Empecé a preguntarme a mi mismo por qué existía esta discrepancia. Se me ocurrió que las actitudes podrían ser el factor primordial, así que empecé a examinar la personalidad y el de­sempeño de cada residente individual con quien yo trabajaba. Mi estudio confirmó que en el manejo de enfermedades difíciles, los residentes de tercer año por lo general mostraban poca o ninguna mejoría sobre los de menor experiencia. Por ejemplo, los residen­tes de tercer año que trataban pacientes diagnosticados como esquizofrénicos crónicos aprenden de muchos consultores que el tratamiento de esta enfermedad es tedioso y con frecuencia muy lento. Así, cuando estos residentes ven a un nuevo paciente con esquizofrenia crónica, ya han incorporado los valores y actitudes de los consultores en su propia manera de pensar. Comienzan el tratamiento del paciente con la expectativa de que ese progreso será prolongado y difícil. El paciente a su vez se identifica con la expectativa limitada del residente y ésta se convierte en realidad.

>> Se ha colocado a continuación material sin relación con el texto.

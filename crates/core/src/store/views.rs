//! Derived views over the fetched recommendations. Pure functions of their inputs,
//! recomputed on every read.

use crate::domain::{SearchFilters, SortField, SortOrder, StockRecommendation};
use std::cmp::Ordering;

pub const TOP_RECOMMENDATIONS: usize = 5;

pub fn filtered_recommendations(
    recommendations: &[StockRecommendation],
    filters: &SearchFilters,
) -> Vec<StockRecommendation> {
    let risk_level = filters.risk_level.as_deref().filter(|s| !s.is_empty());
    let query = filters
        .query
        .as_deref()
        .filter(|s| !s.is_empty())
        .map(str::to_lowercase);

    let mut filtered: Vec<StockRecommendation> = recommendations
        .iter()
        .filter(|rec| risk_level.map_or(true, |risk| rec.risk_level == risk))
        .filter(|rec| {
            filters
                .min_score
                .map_or(true, |min| rec.recommendation_score >= min)
        })
        .filter(|rec| {
            filters
                .max_score
                .map_or(true, |max| rec.recommendation_score <= max)
        })
        .filter(|rec| {
            query.as_deref().map_or(true, |q| {
                rec.company().to_lowercase().contains(q) || rec.ticker().to_lowercase().contains(q)
            })
        })
        .cloned()
        .collect();

    if let Some(field) = filters.sort_by {
        let descending = filters.sort_order == Some(SortOrder::Desc);
        // Stable: equal keys keep their fetched order.
        filtered.sort_by(|a, b| {
            let ord = compare_by(field, a, b);
            if descending {
                ord.reverse()
            } else {
                ord
            }
        });
    }

    filtered
}

fn compare_by(field: SortField, a: &StockRecommendation, b: &StockRecommendation) -> Ordering {
    match field {
        SortField::Score => cmp_f64(a.recommendation_score, b.recommendation_score),
        SortField::Return => cmp_f64(a.expected_return, b.expected_return),
        SortField::Risk => a
            .risk_level
            .to_lowercase()
            .cmp(&b.risk_level.to_lowercase()),
        SortField::Time
        | SortField::Ticker
        | SortField::Company
        | SortField::Action
        | SortField::RatingTo => Ordering::Equal,
    }
}

fn cmp_f64(a: f64, b: f64) -> Ordering {
    a.total_cmp(&b)
}

/// Highest scores first, ignoring filters. Ties keep their fetched order.
pub fn top_recommendations(recommendations: &[StockRecommendation]) -> Vec<StockRecommendation> {
    let mut sorted = recommendations.to_vec();
    sorted.sort_by(|a, b| cmp_f64(b.recommendation_score, a.recommendation_score));
    sorted.truncate(TOP_RECOMMENDATIONS);
    sorted
}

#[cfg(test)]
pub(crate) mod fixtures {
    use crate::domain::{Stock, StockRecommendation};
    use chrono::{TimeZone, Utc};

    pub fn stock(id: u64, ticker: &str, company: &str) -> Stock {
        let at = Utc.with_ymd_and_hms(2025, 3, 1, 0, 0, 0).unwrap();
        Stock {
            id,
            ticker: ticker.to_string(),
            company: company.to_string(),
            target_from: None,
            target_to: None,
            action: "upgraded by".to_string(),
            brokerage: "Example Securities".to_string(),
            rating_from: "Hold".to_string(),
            rating_to: "Buy".to_string(),
            time: at,
            last_updated: at,
            created_at: None,
            updated_at: None,
        }
    }

    pub fn rec(id: u64, score: f64, risk: &str) -> StockRecommendation {
        let at = Utc.with_ymd_and_hms(2025, 3, 1, 0, 0, 0).unwrap();
        StockRecommendation {
            id,
            stock_id: id,
            stock: Some(stock(id, &format!("T{id}"), &format!("Company {id}"))),
            recommendation_score: score,
            risk_level: risk.to_string(),
            expected_return: 0.0,
            time_horizon: "short".to_string(),
            reasons: String::new(),
            analyst_sentiment: "positive".to_string(),
            upgrade_count: 1,
            downgrade_count: 0,
            created_at: at,
            updated_at: at,
            target_to: None,
            target_from: None,
        }
    }

    pub fn named(id: u64, ticker: &str, company: &str, score: f64) -> StockRecommendation {
        let mut r = rec(id, score, "Medium");
        r.stock = Some(stock(id, ticker, company));
        r
    }
}
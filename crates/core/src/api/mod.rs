use crate::domain::{
    ApiResponse, HealthStatus, MessageResponse, Stock, StockQuery, StockRecommendation,
};

pub mod error;
pub mod http;

pub use error::ApiStatusError;
pub use http::HttpApiClient;
pub use reqwest::StatusCode;

/// Everything the dashboard asks of the backend.
#[async_trait::async_trait]
pub trait StockApi: Send + Sync {
    async fn get_stocks(&self, params: Option<&StockQuery>)
        -> anyhow::Result<ApiResponse<Vec<Stock>>>;

    async fn get_stock_by_ticker(&self, ticker: &str) -> anyhow::Result<ApiResponse<Stock>>;

    /// Asks the backend to ingest fresh analyst data.
    async fn fetch_stocks(&self) -> anyhow::Result<MessageResponse>;

    async fn get_recommendations(
        &self,
        limit: Option<u32>,
    ) -> anyhow::Result<ApiResponse<Vec<StockRecommendation>>>;

    /// Asks the backend to recompute recommendations.
    async fn generate_recommendations(&self) -> anyhow::Result<MessageResponse>;

    async fn health_check(&self) -> anyhow::Result<HealthStatus>;
}
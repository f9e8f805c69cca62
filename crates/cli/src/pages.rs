use std::fmt::Write;
use std::sync::Arc;

use stockdash_core::domain::{Stock, StockQuery, StockRecommendation};
use stockdash_core::router::{dashboard_router, Page, Router};
use stockdash_core::store::{Store, StoreState};

const DASHBOARD_STOCKS: u32 = 5;

pub fn build_router(stock_query: StockQuery, recommendation_limit: Option<u32>) -> Router {
    dashboard_router(
        Arc::new(DashboardPage),
        move || {
            Arc::new(StocksPage {
                query: stock_query.clone(),
            }) as Arc<dyn Page>
        },
        move || {
            Arc::new(RecommendationsPage {
                limit: recommendation_limit,
            }) as Arc<dyn Page>
        },
    )
}

pub struct DashboardPage;

#[async_trait::async_trait]
impl Page for DashboardPage {
    fn title(&self) -> &'static str {
        "Dashboard"
    }

    async fn load(&self, store: &Store) -> anyhow::Result<()> {
        store.fetch_recommendations(None).await;
        // The stocks fetch clears `error`; keep the recommendations failure visible.
        let recommendations_error = store.state().error;
        store
            .fetch_stocks(Some(StockQuery {
                limit: Some(DASHBOARD_STOCKS),
                ..Default::default()
            }))
            .await;
        if let Some(message) = recommendations_error {
            if store.state().error.is_none() {
                store.report_error(message);
            }
        }
        Ok(())
    }

    fn render(&self, state: &StoreState) -> String {
        let mut out = header(self.title(), state);
        let _ = writeln!(
            out,
            "{} stocks tracked, {} recommendations",
            state.pagination.total,
            state.recommendations.len()
        );
        out.push_str("\nTop recommendations\n");
        write_recommendations(&mut out, &state.top_recommendations());
        out.push_str("\nLatest analyst actions\n");
        write_stocks(&mut out, &state.stocks);
        out
    }
}

pub struct StocksPage {
    query: StockQuery,
}

#[async_trait::async_trait]
impl Page for StocksPage {
    fn title(&self) -> &'static str {
        "Stocks"
    }

    async fn load(&self, store: &Store) -> anyhow::Result<()> {
        store.fetch_stocks(Some(self.query.clone())).await;
        Ok(())
    }

    fn render(&self, state: &StoreState) -> String {
        let mut out = header(self.title(), state);
        write_stocks(&mut out, &state.stocks);
        let page = state.pagination;
        let _ = writeln!(
            out,
            "showing {}-{} of {}",
            if state.stocks.is_empty() { 0 } else { page.offset + 1 },
            page.offset as usize + state.stocks.len(),
            page.total
        );
        out
    }
}

pub struct RecommendationsPage {
    limit: Option<u32>,
}

#[async_trait::async_trait]
impl Page for RecommendationsPage {
    fn title(&self) -> &'static str {
        "Recommendations"
    }

    async fn load(&self, store: &Store) -> anyhow::Result<()> {
        store.fetch_recommendations(self.limit).await;
        Ok(())
    }

    fn render(&self, state: &StoreState) -> String {
        let mut out = header(self.title(), state);
        let filtered = state.filtered_recommendations();
        if !state.filters.is_empty() {
            let _ = writeln!(
                out,
                "{} of {} match the current filters",
                filtered.len(),
                state.recommendations.len()
            );
        }
        write_recommendations(&mut out, &filtered);
        out
    }
}

pub fn render_stock_detail(stock: &Stock) -> String {
    let mut out = String::new();
    let _ = writeln!(out, "{} ({})", stock.company, stock.ticker);
    let _ = writeln!(out, "  brokerage: {}", stock.brokerage);
    let _ = writeln!(out, "  action:    {}", stock.action);
    let _ = writeln!(out, "  rating:    {} -> {}", stock.rating_from, stock.rating_to);
    if let Some(range) = stock.target_range() {
        let _ = writeln!(out, "  target:    {range}");
    }
    let _ = writeln!(out, "  time:      {}", stock.time.format("%Y-%m-%d %H:%M UTC"));
    let _ = writeln!(
        out,
        "  updated:   {}",
        stock.last_updated.format("%Y-%m-%d %H:%M UTC")
    );
    out
}

fn header(title: &str, state: &StoreState) -> String {
    let mut out = format!("== {title} ==\n");
    if let Some(err) = &state.error {
        let _ = writeln!(out, "error: {err}");
    }
    out
}

fn write_stocks(out: &mut String, stocks: &[Stock]) {
    if stocks.is_empty() {
        out.push_str("  (no stocks)\n");
        return;
    }
    for s in stocks {
        let _ = writeln!(
            out,
            "  {:<6} {:<32} {:<24} {} -> {}  {}",
            s.ticker,
            truncate(&s.company, 32),
            truncate(&s.brokerage, 24),
            s.rating_from,
            s.rating_to,
            s.time.format("%Y-%m-%d")
        );
    }
}

fn write_recommendations(out: &mut String, recs: &[StockRecommendation]) {
    if recs.is_empty() {
        out.push_str("  (no recommendations)\n");
        return;
    }
    for r in recs {
        let _ = writeln!(
            out,
            "  {:<6} {:<32} score {:>6.2}  risk {:<8} return {:>6.2}%  {}",
            r.ticker(),
            truncate(r.company(), 32),
            r.recommendation_score,
            r.risk_level,
            r.expected_return,
            r.time_horizon
        );
    }
}

fn truncate(s: &str, max: usize) -> String {
    if s.chars().count() <= max {
        s.to_string()
    } else {
        let mut cut: String = s.chars().take(max.saturating_sub(1)).collect();
        cut.push('~');
        cut
    }
}
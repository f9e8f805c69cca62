use reqwest::StatusCode;
use std::fmt;

/// The backend answered with a non-2xx status. The body is not inspected.
#[derive(Debug, Clone)]
pub struct ApiStatusError {
    pub status: StatusCode,
    pub endpoint: String,
}

impl fmt::Display for ApiStatusError {
    fn fmt(&self, f: &mut fmt::Formatter<'_>) -> fmt::Result {
        write!(
            f,
            "API Error: {} {}",
            self.status.as_u16(),
            self.status.canonical_reason().unwrap_or("")
        )
    }
}

impl std::error::Error for ApiStatusError {}
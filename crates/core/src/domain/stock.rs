use chrono::{DateTime, Utc};
use serde::{Deserialize, Serialize};

/// An analyst action on a listed company, as last stored by the backend.
#[derive(Debug, Clone, PartialEq, Serialize, Deserialize)]
pub struct Stock {
    pub id: u64,
    pub ticker: String,
    pub company: String,
    #[serde(default, skip_serializing_if = "Option::is_none")]
    pub target_from: Option<String>,
    #[serde(default, skip_serializing_if = "Option::is_none")]
    pub target_to: Option<String>,
    #[serde(default)]
    pub action: String,
    #[serde(default)]
    pub brokerage: String,
    #[serde(default)]
    pub rating_from: String,
    #[serde(default)]
    pub rating_to: String,
    pub time: DateTime<Utc>,
    pub last_updated: DateTime<Utc>,
    #[serde(default, skip_serializing_if = "Option::is_none")]
    pub created_at: Option<DateTime<Utc>>,
    #[serde(default, skip_serializing_if = "Option::is_none")]
    pub updated_at: Option<DateTime<Utc>>,
}

impl Stock {
    /// `"$4.20 -> $5.00"` style price target range, if the backend sent any.
    pub fn target_range(&self) -> Option<String> {
        let from = self.target_from.as_deref().filter(|s| !s.is_empty());
        let to = self.target_to.as_deref().filter(|s| !s.is_empty());
        match (from, to) {
            (Some(from), Some(to)) => Some(format!("{from} -> {to}")),
            (None, Some(to)) => Some(to.to_string()),
            (Some(from), None) => Some(from.to_string()),
            (None, None) => None,
        }
    }
}

#[cfg(test)]
mod tests {
    use super::*;
    use serde_json::json;

    #[test]
    fn parses_backend_stock_with_empty_targets() {
        let v = json!({
            "id": 7,
            "ticker": "AAPL",
            "company": "Apple Inc.",
            "target_from": "",
            "target_to": "$210.00",
            "action": "target raised by",
            "brokerage": "Goldman Sachs",
            "rating_from": "Neutral",
            "rating_to": "Buy",
            "time": "2025-03-01T00:30:05Z",
            "last_updated": "2025-03-02T10:00:00Z",
            "created_at": "2025-03-01T00:30:05Z",
            "updated_at": "2025-03-02T10:00:00Z"
        });

        let stock: Stock = serde_json::from_value(v).unwrap();
        assert_eq!(stock.id, 7);
        assert_eq!(stock.rating_to, "Buy");
        assert_eq!(stock.target_range().as_deref(), Some("$210.00"));
    }

    #[test]
    fn optional_fields_may_be_missing() {
        let v = json!({
            "id": 1,
            "ticker": "MSFT",
            "company": "Microsoft",
            "time": "2025-03-01T00:00:00Z",
            "last_updated": "2025-03-01T00:00:00Z"
        });

        let stock: Stock = serde_json::from_value(v).unwrap();
        assert!(stock.target_from.is_none());
        assert!(stock.action.is_empty());
        assert!(stock.target_range().is_none());
    }
}
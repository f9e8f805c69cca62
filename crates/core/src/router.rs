use crate::store::{Store, StoreState};
use std::sync::{Arc, OnceLock};

pub const DASHBOARD_PATH: &str = "/";
pub const STOCKS_PATH: &str = "/stocks";
pub const RECOMMENDATIONS_PATH: &str = "/recommendations";

/// A screen of the dashboard: pulls what it needs into the store, then renders from it.
#[async_trait::async_trait]
pub trait Page: Send + Sync {
    fn title(&self) -> &'static str;

    async fn load(&self, store: &Store) -> anyhow::Result<()>;

    fn render(&self, state: &StoreState) -> String;
}

type PageLoader = Box<dyn Fn() -> Arc<dyn Page> + Send + Sync>;

enum Component {
    Eager(Arc<dyn Page>),
    /// Built on first resolution, then reused.
    Lazy {
        loader: PageLoader,
        page: OnceLock<Arc<dyn Page>>,
    },
}

impl Component {
    fn page(&self) -> Arc<dyn Page> {
        match self {
            Component::Eager(page) => page.clone(),
            Component::Lazy { loader, page } => page.get_or_init(|| loader()).clone(),
        }
    }

    fn is_loaded(&self) -> bool {
        match self {
            Component::Eager(_) => true,
            Component::Lazy { page, .. } => page.get().is_some(),
        }
    }
}

struct RouteRecord {
    path: &'static str,
    name: &'static str,
    component: Component,
}

pub struct Resolved {
    pub name: &'static str,
    pub path: &'static str,
    pub page: Arc<dyn Page>,
}

/// Static path table. No parameters, guards or redirects.
#[derive(Default)]
pub struct Router {
    routes: Vec<RouteRecord>,
}

impl Router {
    pub fn new() -> Self {
        Self::default()
    }

    pub fn route(mut self, path: &'static str, name: &'static str, page: Arc<dyn Page>) -> Self {
        self.routes.push(RouteRecord {
            path,
            name,
            component: Component::Eager(page),
        });
        self
    }

    pub fn lazy_route<F>(mut self, path: &'static str, name: &'static str, loader: F) -> Self
    where
        F: Fn() -> Arc<dyn Page> + Send + Sync + 'static,
    {
        self.routes.push(RouteRecord {
            path,
            name,
            component: Component::Lazy {
                loader: Box::new(loader),
                page: OnceLock::new(),
            },
        });
        self
    }

    pub fn resolve(&self, path: &str) -> Option<Resolved> {
        let path = normalize(path);
        let record = self.routes.iter().find(|r| r.path == path)?;
        tracing::debug!(path, name = record.name, "route resolved");
        Some(Resolved {
            name: record.name,
            path: record.path,
            page: record.component.page(),
        })
    }

    pub fn is_loaded(&self, name: &str) -> bool {
        self.routes
            .iter()
            .any(|r| r.name == name && r.component.is_loaded())
    }

    /// `(path, name)` pairs in registration order.
    pub fn routes(&self) -> impl Iterator<Item = (&'static str, &'static str)> + '_ {
        self.routes.iter().map(|r| (r.path, r.name))
    }
}

/// The dashboard's three screens; listings are built on demand.
pub fn dashboard_router<S, R>(dashboard: Arc<dyn Page>, stocks: S, recommendations: R) -> Router
where
    S: Fn() -> Arc<dyn Page> + Send + Sync + 'static,
    R: Fn() -> Arc<dyn Page> + Send + Sync + 'static,
{
    Router::new()
        .route(DASHBOARD_PATH, "dashboard", dashboard)
        .lazy_route(STOCKS_PATH, "stocks", stocks)
        .lazy_route(RECOMMENDATIONS_PATH, "recommendations", recommendations)
}

fn normalize(path: &str) -> &str {
    let path = path.split(['?', '#']).next().unwrap_or("");
    let trimmed = path.trim_end_matches('/');
    if trimmed.is_empty() {
        DASHBOARD_PATH
    } else {
        trimmed
    }
}
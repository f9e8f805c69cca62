use crate::domain::{PaginationInfo, SearchFilters, Stock, StockRecommendation};

/// Snapshot of everything the dashboard pages render from.
#[derive(Debug, Clone, Default, PartialEq)]
pub struct StoreState {
    pub stocks: Vec<Stock>,
    pub recommendations: Vec<StockRecommendation>,
    pub selected_stock: Option<Stock>,
    pub loading: bool,
    pub error: Option<String>,
    pub search_query: String,
    pub filters: SearchFilters,
    pub pagination: PaginationInfo,
}

impl StoreState {
    pub fn filtered_recommendations(&self) -> Vec<StockRecommendation> {
        super::views::filtered_recommendations(&self.recommendations, &self.filters)
    }

    pub fn top_recommendations(&self) -> Vec<StockRecommendation> {
        super::views::top_recommendations(&self.recommendations)
    }
}
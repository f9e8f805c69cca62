use crate::domain::stock::Stock;
use chrono::{DateTime, Utc};
use serde::{Deserialize, Serialize};

#[derive(Debug, Clone, PartialEq, Serialize, Deserialize)]
pub struct StockRecommendation {
    pub id: u64,
    pub stock_id: u64,
    #[serde(default)]
    pub stock: Option<Stock>,
    #[serde(default)]
    pub recommendation_score: f64,
    #[serde(default)]
    pub risk_level: String,
    #[serde(default)]
    pub expected_return: f64,
    #[serde(default)]
    pub time_horizon: String,
    /// The backend serializes this as `reason`.
    #[serde(default, alias = "reason")]
    pub reasons: String,
    #[serde(default)]
    pub analyst_sentiment: String,
    #[serde(default)]
    pub upgrade_count: u32,
    #[serde(default)]
    pub downgrade_count: u32,
    pub created_at: DateTime<Utc>,
    pub updated_at: DateTime<Utc>,
    #[serde(default, skip_serializing_if = "Option::is_none")]
    pub target_to: Option<String>,
    #[serde(default, skip_serializing_if = "Option::is_none")]
    pub target_from: Option<String>,
}

impl StockRecommendation {
    pub fn company(&self) -> &str {
        self.stock.as_ref().map(|s| s.company.as_str()).unwrap_or("")
    }

    pub fn ticker(&self) -> &str {
        self.stock.as_ref().map(|s| s.ticker.as_str()).unwrap_or("")
    }

    /// The embedded snapshot must describe the referenced stock.
    pub fn stock_matches(&self) -> bool {
        self.stock.as_ref().map_or(true, |s| s.id == self.stock_id)
    }
}

#[cfg(test)]
mod tests {
    use super::*;
    use serde_json::json;

    #[test]
    fn accepts_backend_reason_field_and_defaults_numbers() {
        let v = json!({
            "id": 3,
            "stock_id": 9,
            "stock": {
                "id": 9,
                "ticker": "NVDA",
                "company": "NVIDIA",
                "time": "2025-03-01T00:00:00Z",
                "last_updated": "2025-03-01T00:00:00Z"
            },
            "risk_level": "Medium",
            "reason": "Two upgrades in a week",
            "created_at": "2025-03-01T00:00:00Z",
            "updated_at": "2025-03-01T00:00:00Z"
        });

        let rec: StockRecommendation = serde_json::from_value(v).unwrap();
        assert_eq!(rec.reasons, "Two upgrades in a week");
        assert_eq!(rec.recommendation_score, 0.0);
        assert_eq!(rec.ticker(), "NVDA");
        assert!(rec.stock_matches());
    }

    #[test]
    fn missing_stock_reads_as_empty_strings() {
        let v = json!({
            "id": 1,
            "stock_id": 2,
            "recommendation_score": 55.5,
            "created_at": "2025-03-01T00:00:00Z",
            "updated_at": "2025-03-01T00:00:00Z"
        });

        let rec: StockRecommendation = serde_json::from_value(v).unwrap();
        assert_eq!(rec.company(), "");
        assert_eq!(rec.ticker(), "");
        assert!(rec.stock_matches());
    }
}
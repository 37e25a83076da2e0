//! Per-chain address conventions.

use crate::{AddressError, ScriptType};
use std::convert::TryFrom;

/// The version prefixes one ledger uses for its Base58Check addresses.
///
/// Prefixes are byte slices so chains with multi-byte versions need no special handling.
#[derive(Clone, Copy, Debug, PartialEq, Eq, Hash)]
pub struct ChainParams {
    /// Lookup name, e.g. `"bitcoin"`
    pub name: &'static str,
    /// Prefix for pay-to-public-key-hash addresses
    pub p2pkh_version: &'static [u8],
    /// Prefix for pay-to-script-hash addresses
    pub p2sh_version: &'static [u8],
}

/// Bitcoin mainnet: `1…` and `3…` addresses.
pub const BITCOIN: ChainParams = ChainParams {
    name: "bitcoin",
    p2pkh_version: &[0x00],
    p2sh_version: &[0x05],
};

/// Bitcoin testnet: `m…`/`n…` and `2…` addresses.
pub const BITCOIN_TESTNET: ChainParams = ChainParams {
    name: "bitcoin-testnet",
    p2pkh_version: &[0x6F],
    p2sh_version: &[0xC4],
};

/// Litecoin mainnet: `L…` and `M…` addresses.
pub const LITECOIN: ChainParams = ChainParams {
    name: "litecoin",
    p2pkh_version: &[0x30],
    p2sh_version: &[0x32],
};

/// Dogecoin mainnet: `D…` and `9…`/`A…` addresses.
pub const DOGECOIN: ChainParams = ChainParams {
    name: "dogecoin",
    p2pkh_version: &[0x1E],
    p2sh_version: &[0x16],
};

impl ChainParams {
    /// The chain used when none is named.
    pub const DEFAULT: ChainParams = BITCOIN;

    /// Every built-in chain.
    pub const ALL: &'static [ChainParams] = &[BITCOIN, BITCOIN_TESTNET, LITECOIN, DOGECOIN];

    /// Version prefix for addresses of `script_type` on this chain.
    #[must_use]
    pub fn version_for(&self, script_type: ScriptType) -> &'static [u8] {
        match script_type {
            ScriptType::Normal => self.p2pkh_version,
            ScriptType::P2sh => self.p2sh_version,
        }
    }

    /// Reverse lookup from a version prefix to the script type it denotes.
    ///
    /// If both prefixes are equal the address is reported as [`ScriptType::Normal`].
    #[must_use]
    pub fn script_type_for(&self, version: &[u8]) -> Option<ScriptType> {
        if version == self.p2pkh_version {
            Some(ScriptType::Normal)
        } else if version == self.p2sh_version {
            Some(ScriptType::P2sh)
        } else {
            None
        }
    }

    /// Finds a built-in chain by name (case-insensitive).
    ///
    /// # Errors
    /// Returns [`AddressError::UnknownChain`] if no built-in chain has that name.
    pub fn by_name(name: &str) -> Result<&'static ChainParams, AddressError> {
        Self::ALL
            .iter()
            .find(|c| c.name.eq_ignore_ascii_case(name))
            .ok_or_else(|| AddressError::UnknownChain(name.to_string()))
    }
}

impl Default for ChainParams {
    fn default() -> Self {
        Self::DEFAULT
    }
}

/// Attempts to parse a built-in chain from its name.
impl TryFrom<&str> for ChainParams {
    type Error = AddressError;

    fn try_from(s: &str) -> Result<Self, Self::Error> {
        Self::by_name(s).copied()
    }
}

Los estudiantes de segundo año de medicina, que no han sido contaminados por las experiencias negativas de muchos consulto­res médicos, por lo general son entusiastas y optimistas respecto a ver a sus primeros pacientes psiquiátricos. La calificación dada al paciente significa poco para ellos. Sólo saben que de una manera u otra van a ayudar al paciente y que el progreso se hará. El paciente se identifica con esta expectativa positiva y con frecuencia mejora más rápidamente que con el residente de tercer año. En esta situación particular, es claramente la actitud de uno la que es de gran importancia y no la experiencia de uno. De hecho, la experiencia en este caso puede incluso verse como un estorbo. Esto me enseñó a no decidir nunca con anticipación lo que es mejor para otra persona, y a no considerar a ningún ser humano simple­mente como una estadística determinada.

Con mucha mayor frecuencia de lo que nos damos cuenta, sólo vemos el pasado en las personas que encontramos. Pero realmente es nuestro pasado más que el de ellos lo que consideramos como parte de ellos. En consecuencia, nosotros no les respondemos a ellos, sino a nuestras varias ideas preconcebidas. El bondadoso deseo de ver a los demás como son en este instante irá muy lejos hacia purificar nuestras actitudes. Habría muy poco que no nos gustara en otras personas si nos rehusáramos a traerles todos nuestros propios juicios y triviales agravios. Nuestras experiencias pasadas no pueden hablarnos del amor presente. Recordar y ver no son lo mismo, y es por eso por lo que los recuerdos son de poca utilidad para nosotros en la formación de las relaciones amorosas.

Tomado de: Jampolsky, G. (2001) (6° impresión). Enseña sólo amor. Diana:México.